A few banks had a wake up surprise when they found that one of their servers had been sold on Ebay. The system was bought for about $150, and was acquired by an IT manager. Upon booting the machine he noticed that there were several cd ISOs on the disk array in the server. In each of these cd images were backups of customer credit card applications. The banks were notified by the buyer, but it is unknown where the machine was between the time it was at the bank and when it showed up on Ebay. I’m sure the banks are scrambling to implement encryption on their backups as we speak.

Trend Micro Auth Bypass

An issue has been discovered some Trend Micro products, which can be exploited by attackers to bypass authentication. Version affected are OfficeScan 7.0, 7.3, and 8.0; Worry-Free Business Security 5.0; and Trend Micro Client/Server/Messaging Suite versions 3.5, and 3.6. Currently there are fixes for OfficeScan 8.0, and Worry-Free Business Security 5.0. It’s expected that patches for other versions will follow shortly.

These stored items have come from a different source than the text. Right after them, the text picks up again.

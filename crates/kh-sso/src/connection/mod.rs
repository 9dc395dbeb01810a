//! SSO Connection Aggregate
//!
//! Per-organization identity provider configuration, keyed by email domain.

pub mod api;
pub mod entity;
pub mod metadata;
pub mod registry;
pub mod repository;

pub use api::{sso_connections_router, ConnectionsApiState};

Internet Explorer Security Zone Bypass

It’s possible to bypass the security zones within Internet Explorer. An issue has been identified in the way that security policies are applied when a URI is specified in the UNC form: \\MACHINE_NAME_OR_IP\PATH_TO_RESOURCE’. When a URI like this is accessed remotely, Internet Explorer does not apply the correct Security Zone Permissions. This issue affects Internet Explorer 5,6 and 7 under all versions of Windows.
Microsoft has released a work around for this issue. The work around can be found in Microsoft’s techbulletin for this issue. http://www.microsoft.com/technet/security/bulletin/ms08-048.mspx

SPAM Backscatter

We are getting many reports of mail servers under heavy load because of SPAM backscatter. This happens when a spammer uses a company’s email address to forge the “FROM” field in the email. When mail servers get these spam emails and reject them because they are sent to a user that doesn’t exist, the SPAM targeted mail server will send a bounce back message to the forged “FROM” field. Now as you might imagine, when a spammer sends out over a million emails it’s very likely that many of those will go to addresses that no longer exist, and innocent company in the “FROM” field gets blasted by thousands of bounce backs.

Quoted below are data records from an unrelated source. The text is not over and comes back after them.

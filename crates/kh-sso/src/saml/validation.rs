//! SAML response checks and email extraction
//!
//! Every failure is a `SamlRejection`. Callers collapse them into one external error
//! and log the specific reason.

use chrono::{DateTime, Duration, Utc};
use thiserror::Error;
use url::Url;

use super::response::{SamlAssertion, SamlResponse};

pub const STATUS_SUCCESS: &str = "urn:oasis:names:tc:SAML:2.0:status:Success";

/// Attribute names that carry the user's email, compared case-insensitively
const EMAIL_ATTRIBUTE_NAMES: [&str; 5] = [
    "email",
    "mail",
    "emailaddress",
    "http://schemas.xmlsoap.org/ws/2005/05/identity/claims/emailaddress",
    "urn:oid:0.9.2342.19200300.100.1.3",
];

#[derive(Error, Debug, Clone, PartialEq, Eq)]
pub enum SamlRejection {
    #[error("missing {0}")]
    MissingParameter(&'static str),

    #[error("response exceeds the size limit")]
    TooLarge,

    #[error("response is not valid base64 UTF-8")]
    InvalidEncoding,

    #[error("malformed XML: {0}")]
    MalformedXml(String),

    #[error("DOCTYPE declarations are not allowed")]
    DoctypeNotAllowed,

    #[error("response has no assertion")]
    MissingAssertion,

    #[error("response has more than one assertion")]
    MultipleAssertions,

    #[error("response status is {0}")]
    StatusNotSuccess(String),

    #[error("signature required but absent")]
    MissingSignature,

    #[error("issuer does not match the connection entity ID")]
    IssuerMismatch,

    #[error("assertion is not yet valid")]
    NotYetValid,

    #[error("assertion has expired")]
    Expired,

    #[error("unparseable timestamp: {0}")]
    InvalidTimestamp(String),

    #[error("recipient does not match the ACS URL")]
    RecipientMismatch,

    #[error("audience does not match the SP entity ID")]
    AudienceMismatch,

    #[error("no email attribute or email NameID")]
    MissingEmail,
}

/// What a response must satisfy for one connection
#[derive(Debug, Clone)]
pub struct ResponseExpectations<'a> {
    /// Connection `entity_id`; an empty value skips the issuer check
    pub idp_entity_id: &'a str,
    pub want_signed: bool,
    pub sp_entity_id: &'a str,
    pub acs_url: &'a str,
    pub now: DateTime<Utc>,
    pub clock_skew: Duration,
}

/// Run every structural, issuer, time and addressing check on a parsed response.
pub fn validate_response(
    response: &SamlResponse,
    expected: &ResponseExpectations<'_>,
) -> Result<(), SamlRejection> {
    let assertion = &response.assertion;

    if let Some(status) = response.status_code.as_deref() {
        if status != STATUS_SUCCESS {
            return Err(SamlRejection::StatusNotSuccess(status.to_string()));
        }
    }

    if expected.want_signed && !response.has_signature && !assertion.has_signature {
        return Err(SamlRejection::MissingSignature);
    }

    let idp_entity_id = expected.idp_entity_id.trim();
    if !idp_entity_id.is_empty() {
        let issuer = assertion
            .issuer
            .as_deref()
            .filter(|s| !s.trim().is_empty())
            .or(response.issuer.as_deref())
            .map(str::trim);
        if issuer != Some(idp_entity_id) {
            return Err(SamlRejection::IssuerMismatch);
        }
    }

    check_time_window(assertion, expected.now, expected.clock_skew)?;

    if let Some(recipient) = assertion.recipient.as_deref() {
        if !urls_equivalent(recipient, expected.acs_url) {
            return Err(SamlRejection::RecipientMismatch);
        }
    }

    if !assertion.audiences.is_empty()
        && !assertion
            .audiences
            .iter()
            .any(|a| urls_equivalent(a, expected.sp_entity_id))
    {
        return Err(SamlRejection::AudienceMismatch);
    }

    Ok(())
}

/// `NotBefore` may be at most `skew` in the future; `NotOnOrAfter` (on Conditions and
/// on SubjectConfirmationData) at most `skew` in the past.
pub fn check_time_window(
    assertion: &SamlAssertion,
    now: DateTime<Utc>,
    skew: Duration,
) -> Result<(), SamlRejection> {
    if let Some(not_before) = parse_instant(assertion.not_before.as_deref())? {
        if now < not_before - skew {
            return Err(SamlRejection::NotYetValid);
        }
    }

    for not_on_or_after in [
        assertion.not_on_or_after.as_deref(),
        assertion.confirmation_not_on_or_after.as_deref(),
    ] {
        if let Some(deadline) = parse_instant(not_on_or_after)? {
            if now >= deadline + skew {
                return Err(SamlRejection::Expired);
            }
        }
    }

    Ok(())
}

fn parse_instant(value: Option<&str>) -> Result<Option<DateTime<Utc>>, SamlRejection> {
    match value.map(str::trim).filter(|v| !v.is_empty()) {
        None => Ok(None),
        Some(v) => DateTime::parse_from_rfc3339(v)
            .map(|t| Some(t.with_timezone(&Utc)))
            .map_err(|_| SamlRejection::InvalidTimestamp(v.to_string())),
    }
}

/// Lowercased email from the known attributes, falling back to an email-shaped NameID.
pub fn extract_email(assertion: &SamlAssertion) -> Result<String, SamlRejection> {
    let from_attributes = assertion
        .attributes
        .iter()
        .filter(|attr| {
            EMAIL_ATTRIBUTE_NAMES
                .iter()
                .any(|name| attr.name.trim().eq_ignore_ascii_case(name))
        })
        .flat_map(|attr| attr.values.iter())
        .map(|v| v.trim())
        .find(|v| v.contains('@'));

    from_attributes
        .or_else(|| {
            assertion
                .name_id
                .as_deref()
                .map(str::trim)
                .filter(|v| v.contains('@'))
        })
        .map(str::to_lowercase)
        .ok_or(SamlRejection::MissingEmail)
}

/// URL equality ignoring a trailing slash and the case of scheme and host.
pub fn urls_equivalent(a: &str, b: &str) -> bool {
    let a = a.trim().trim_end_matches('/');
    let b = b.trim().trim_end_matches('/');
    if a.is_empty() || b.is_empty() {
        return false;
    }

    match (Url::parse(a), Url::parse(b)) {
        (Ok(ua), Ok(ub)) => {
            ua.scheme() == ub.scheme()
                && ua.host_str() == ub.host_str()
                && ua.port_or_known_default() == ub.port_or_known_default()
                && ua.path().trim_end_matches('/') == ub.path().trim_end_matches('/')
                && ua.query() == ub.query()
        }
        // Non-URL identifiers (URNs parse as URLs, bare names do not)
        _ => a == b,
    }
}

What can we do about this though? Unfortunately if you’re the one getting the backscatter, not a whole lot. However, you can help to prevent backscatter for others. We recommend that email servers be configured to REJECT bad email during the initial transaction instead of accepting it and creating a bounce back reply. Also consider not using “out of office” email replies. This also creates backscatter when the vacationed user receives spam. This could also land you on a spam blacklist, if whoever got the backscatter happened to report your mail server as a backscatter sender.

Microsoft Patch Tuesday

It’s that time of the month again, it’s release day for the Microsoft patch cycle. This month there were 11 new updates. Six of those eleven carry ratings of “critical”. The updates patch several things, and finally include an update for IE that corrects six vulnerabilities. Some of the other critical updates fix vulernabilities in Microsoft Office. As usual, test these updates and roll them out as soon as possible.

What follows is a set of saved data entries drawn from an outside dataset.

//! OIDC Flow Engine
//!
//! Authorization code flow with nonce binding and optional PKCE. The login state is
//! persisted before the redirect URL is handed out and consumed before anything
//! else happens on callback.

use serde::Deserialize;
use std::sync::Arc;
use tracing::{debug, info, warn};
use url::Url;

use kh_common::{redact_email, redact_token};

use super::claims::extract_identity;
use super::discovery::{ProviderMetadataCache, ResolvedEndpoints};
use super::id_token::{verify_id_token, IdTokenExpectations};
use super::pkce::{PkcePair, CHALLENGE_METHOD};
use crate::connection::entity::{email_domain, OidcConfig, SsoConnection, SsoProtocol};
use crate::connection::registry::ConnectionRegistry;
use crate::login::completion::{LoginCompletion, LoginResult};
use crate::shared::error::{Result, SsoError};
use crate::shared::random::generate_token;
use crate::state::store::StateStore;

/// Path of the OIDC redirect URI below the public base URL
pub const CALLBACK_PATH: &str = "/sso/oidc/callback";

/// Token endpoint response (the fields we use)
#[derive(Debug, Clone, Deserialize)]
pub struct TokenResponse {
    #[serde(default)]
    pub access_token: Option<String>,
    #[serde(default)]
    pub token_type: Option<String>,
    #[serde(default)]
    pub id_token: Option<String>,
    #[serde(default)]
    pub expires_in: Option<i64>,
}

pub struct OidcFlow {
    connections: Arc<ConnectionRegistry>,
    states: Arc<StateStore>,
    metadata: Arc<ProviderMetadataCache>,
    completion: Arc<LoginCompletion>,
    callback_url: String,
    leeway_secs: u64,
}

impl OidcFlow {
    pub fn new(
        connections: Arc<ConnectionRegistry>,
        states: Arc<StateStore>,
        metadata: Arc<ProviderMetadataCache>,
        completion: Arc<LoginCompletion>,
    ) -> Self {
        let callback_url = format!("{}{}", connections.base_url(), CALLBACK_PATH);
        Self {
            connections,
            states,
            metadata,
            completion,
            callback_url,
            leeway_secs: 60,
        }
    }

    /// Clock leeway for ID token `exp`/`nbf` checks.
    pub fn with_leeway(mut self, leeway_secs: u64) -> Self {
        self.leeway_secs = leeway_secs;
        self
    }

    pub fn callback_url(&self) -> &str {
        &self.callback_url
    }

    /// Start a login against an active OIDC connection and return the provider
    /// authorization URL.
    pub async fn initiate(&self, connection: &SsoConnection, redirect_url: &str) -> Result<String> {
        let config = oidc_config(connection)?;

        let nonce = generate_token();
        let pkce = config.pkce_enabled.then(PkcePair::generate);

        let mut state = self
            .states
            .new_state(connection, redirect_url)
            .with_nonce(nonce.clone());
        if let Some(pkce) = &pkce {
            state = state.with_code_verifier(pkce.verifier.clone());
        }
        self.states.create(&state).await?;

        let endpoints = self.metadata.resolve_endpoints(config).await?;

        let mut url = Url::parse(&endpoints.authorization_endpoint).map_err(|e| {
            SsoError::provider(format!(
                "Invalid authorization endpoint '{}': {}",
                endpoints.authorization_endpoint, e
            ))
        })?;
        {
            let mut query = url.query_pairs_mut();
            query
                .append_pair("response_type", "code")
                .append_pair("client_id", &config.client_id)
                .append_pair("redirect_uri", &self.callback_url)
                .append_pair("scope", &config.scope_param())
                .append_pair("state", &state.state)
                .append_pair("nonce", &nonce);
            if let Some(pkce) = &pkce {
                query
                    .append_pair("code_challenge", &pkce.challenge)
                    .append_pair("code_challenge_method", CHALLENGE_METHOD);
            }
        }

        info!(
            connection_id = %connection.id,
            domain = %connection.domain,
            pkce = pkce.is_some(),
            "OIDC login initiated"
        );
        Ok(url.into())
    }

    /// Complete a login from the provider's redirect.
    pub async fn handle_callback(&self, state_token: &str, code: &str) -> Result<LoginResult> {
        let state = self.states.consume(state_token).await?;
        tracing::Span::current().record("connection_id", state.connection_id.as_str());

        let connection = self
            .connections
            .get_for_callback(&state.connection_id, SsoProtocol::Oidc)
            .await?;
        let config = oidc_config(&connection)?;

        if code.trim().is_empty() {
            warn!(connection_id = %connection.id, "OIDC callback without an authorization code");
            return Err(SsoError::validation("authorization code is required"));
        }

        let endpoints = self.metadata.resolve_endpoints(config).await?;

        let tokens = self
            .exchange_code(config, &endpoints, code, state.code_verifier.as_deref())
            .await?;
        let id_token = tokens
            .id_token
            .filter(|t| !t.is_empty())
            .ok_or_else(|| SsoError::invalid_id_token("Token response has no id_token"))?;

        let jwks_uri = self.metadata.jwks_uri_for(config, &endpoints).await?;
        let claims = verify_id_token(
            &self.metadata,
            &jwks_uri,
            &id_token,
            &IdTokenExpectations {
                issuer: &config.issuer,
                client_id: &config.client_id,
                nonce: state.nonce.as_deref(),
                leeway_secs: self.leeway_secs,
            },
        )
        .await
        .inspect_err(|e| {
            warn!(connection_id = %connection.id, error = %e, "ID token rejected");
        })?;

        let identity = extract_identity(&claims, config.email_claim(), config.name_claim.as_deref())
            .inspect_err(|e| {
                warn!(connection_id = %connection.id, error = %e, "ID token identity rejected");
            })?;

        if !connection.accepts_email(&identity.email) {
            let email_domain = email_domain(&identity.email).unwrap_or_default();
            warn!(
                connection_id = %connection.id,
                email = %redact_email(&identity.email),
                connection_domain = %connection.domain,
                "OIDC identity outside the connection domain"
            );
            return Err(SsoError::DomainMismatch {
                email_domain,
                connection_domain: connection.domain.clone(),
            });
        }

        debug!(
            connection_id = %connection.id,
            subject = %identity.subject,
            "OIDC identity verified"
        );

        self.completion
            .complete(&identity.email, &connection, &state.redirect_url)
            .await
    }

    async fn exchange_code(
        &self,
        config: &OidcConfig,
        endpoints: &ResolvedEndpoints,
        code: &str,
        code_verifier: Option<&str>,
    ) -> Result<TokenResponse> {
        let mut params = vec![
            ("grant_type", "authorization_code"),
            ("code", code),
            ("redirect_uri", self.callback_url.as_str()),
            ("client_id", config.client_id.as_str()),
        ];
        if let Some(secret) = config.client_secret.as_deref().filter(|s| !s.is_empty()) {
            params.push(("client_secret", secret));
        }
        if let Some(verifier) = code_verifier {
            params.push(("code_verifier", verifier));
        }

        debug!(
            token_endpoint = %endpoints.token_endpoint,
            code = %redact_token(code),
            "Exchanging authorization code"
        );

        let response = self
            .metadata
            .http_client()
            .post(&endpoints.token_endpoint)
            .form(&params)
            .send()
            .await
            .map_err(|e| SsoError::provider(format!("Token exchange failed: {}", e)))?;

        let status = response.status();
        if !status.is_success() {
            let body = response.text().await.unwrap_or_default();
            warn!(status = %status, body = %body, "Token endpoint rejected the code");
            return Err(SsoError::provider(format!("Token exchange failed with {}", status)));
        }

        response
            .json()
            .await
            .map_err(|e| SsoError::provider(format!("Failed to parse token response: {}", e)))
    }
}

fn oidc_config(connection: &SsoConnection) -> Result<&OidcConfig> {
    connection.oidc_config().ok_or_else(|| {
        SsoError::protocol_mismatch(format!("connection {} is not an OIDC connection", connection.id))
    })
}

#[cfg(test)]
mod tests {
    use super::*;
    use crate::connection::entity::{ConnectionStatus, ProtocolConfig};
    use crate::connection::repository::InMemoryConnectionRepository;
    use crate::login::directory::InMemoryAccountDirectory;
    use crate::login::session::{JwtSessionConfig, JwtSessionIssuer};
    use crate::oidc::pkce::code_challenge;
    use crate::state::repository::InMemoryStateRepository;
    use std::collections::HashMap;
    use std::time::Duration;

    fn flow() -> (OidcFlow, Arc<StateStore>) {
        let connections = Arc::new(ConnectionRegistry::new(
            Arc::new(InMemoryConnectionRepository::new()),
            "https://sso.example.com",
        ));
        let states = Arc::new(StateStore::new(Arc::new(InMemoryStateRepository::new())));
        let metadata = Arc::new(ProviderMetadataCache::new(
            reqwest::Client::new(),
            Duration::from_secs(60),
        ));
        let sessions = JwtSessionIssuer::new_with_secret(JwtSessionConfig {
            secret_key: "test".into(),
            ..Default::default()
        })
        .unwrap();
        let completion = Arc::new(LoginCompletion::new(
            Arc::new(InMemoryAccountDirectory::new()),
            Arc::new(sessions),
        ));
        (
            OidcFlow::new(connections, states.clone(), metadata, completion),
            states,
        )
    }

    fn static_connection(pkce_enabled: bool) -> SsoConnection {
        let mut conn = SsoConnection::new(
            "org-1",
            "Acme",
            "acme.com",
            ProtocolConfig::Oidc(OidcConfig {
                issuer: "https://idp.acme.com".into(),
                client_id: "client-1".into(),
                auth_url: Some("https://idp.acme.com/authorize".into()),
                token_url: Some("https://idp.acme.com/token".into()),
                jwks_uri: Some("https://idp.acme.com/keys".into()),
                use_discovery: false,
                pkce_enabled,
                ..Default::default()
            }),
            "https://sso.example.com",
        );
        conn.status = ConnectionStatus::Active;
        conn
    }

    fn query(url: &str) -> HashMap<String, String> {
        Url::parse(url).unwrap().query_pairs().into_owned().collect()
    }

    #[tokio::test]
    async fn test_initiate_with_pkce() {
        let (flow, states) = flow();
        let url = flow.initiate(&static_connection(true), "/app").await.unwrap();

        assert!(url.starts_with("https://idp.acme.com/authorize?"));
        let params = query(&url);
        assert_eq!(params["response_type"], "code");
        assert_eq!(params["client_id"], "client-1");
        assert_eq!(params["redirect_uri"], "https://sso.example.com/sso/oidc/callback");
        assert_eq!(params["scope"], "openid email profile");
        assert_eq!(params["code_challenge_method"], "S256");

        let stored = states.get_by_state(&params["state"]).await.unwrap();
        assert_eq!(stored.nonce.as_deref(), Some(params["nonce"].as_str()));
        assert_eq!(stored.redirect_url, "/app");
        let verifier = stored.code_verifier.unwrap();
        assert_eq!(code_challenge(&verifier), params["code_challenge"]);
    }

    #[tokio::test]
    async fn test_initiate_without_pkce() {
        let (flow, states) = flow();
        let url = flow.initiate(&static_connection(false), "/").await.unwrap();

        let params = query(&url);
        assert!(!params.contains_key("code_challenge"));
        assert!(!params.contains_key("code_challenge_method"));
        assert!(params.contains_key("nonce"));

        let stored = states.get_by_state(&params["state"]).await.unwrap();
        assert!(stored.code_verifier.is_none());
    }

    #[tokio::test]
    async fn test_callback_with_unknown_state() {
        let (flow, _) = flow();
        let err = flow.handle_callback("nope", "code").await.unwrap_err();
        assert!(matches!(err, SsoError::InvalidState));
    }
}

Bank of America Laptop Stolen

Another company gets a laptop stolen with customer data on it. Fortunately this time it appears that all of the sensitive data was encrypted. They’re not sure of the number of customers but affected, but said it was “a very small number”. This is just another incident in a long list of stolen and lost customer information. This time they were prepared, and it’s probably going to save people some grief. If one of your company’s laptops get stolen, will you be just as prepared?